Air pollution row over Standish road widening plan
Neighbourhood forum Standish Voice said School Lane, where there are plans to widen the road, is second worst in the borough for air pollution
A residents’ group has accused Wigan Council of “double standards” on vehicle pollution amid controversial plans to widen a road.
The council is proposing to put a third lane of traffic on School Lane, in the centre of Standish, to improve traffic.
Plans for the route, which could cost up to £1.6m, have sparked fierce opposition from people concerned the proposals will actually promote more through traffic.
Now Standish Voice, the village’s neighbourhood forum, have raised concerns about air pollution.
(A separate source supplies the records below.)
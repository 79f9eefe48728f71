use chrono::{DateTime, Utc};
use serde::{Deserialize, Serialize};
use sqlx::FromRow;

use crate::dtos::payment::{PaymentDraft, PaymentFilter};
use crate::filter::{contains_ci, date_prefix, exact, iso_timestamp};
use crate::gateway::{Gateway, Table};
use crate::resource::Resource;

#[derive(Debug, Clone, Copy, Default, PartialEq, Eq, Serialize, Deserialize, sqlx::Type)]
#[sqlx(type_name = "payment_method", rename_all = "snake_case")]
#[serde(rename_all = "snake_case")]
pub enum PaymentMethod {
    #[default]
    Cash,
    Transfer,
    Card,
}

#[derive(Debug, Clone, Serialize, FromRow, PartialEq)]
pub struct Payment {
    pub id: i64,
    pub customer_id: i64,
    pub customer_name: Option<String>,
    pub amount: f64,
    pub method: PaymentMethod,
    pub paid_at: DateTime<Utc>,
}

impl Resource for Payment {
    type Draft = PaymentDraft;
    type Filter = PaymentFilter;

    const LABEL: &'static str = "Payment";

    fn id(&self) -> i64 {
        self.id
    }

    fn draft(&self) -> PaymentDraft {
        PaymentDraft {
            customer_id: Some(self.customer_id),
            amount: Some(self.amount),
            method: self.method,
        }
    }

    fn matches(&self, filter: &PaymentFilter) -> bool {
        contains_ci(self.customer_name.as_deref(), filter.customer.as_deref())
            && date_prefix(&iso_timestamp(&self.paid_at), filter.date.as_deref())
            && exact(&self.method, filter.method.as_ref())
            && contains_ci(Some(&self.amount.to_string()), filter.amount.as_deref())
    }

    fn table(gateway: &dyn Gateway) -> &dyn Table<Self> {
        gateway.payments()
    }
}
They said the route is second worst in the whole borough out of almost 100 sites constantly tested for nitrogen dioxide.
The most up-to-date emissions figures show the road’s mean annual average for NO2 is 46.1 – over the legal limit of 40. Only six other places in Wigan and Leigh breach that legal level.
A spokesman for the group said: “Wigan Council should be trying to reduce pollution in the centre of our village – not increase it. This scheme will cost up to £1.6m and will have minimal impact on driving time, but will increase level of traffic going through the village and increase by up to a third the amount of standing traffic on School Lane at rush hours.”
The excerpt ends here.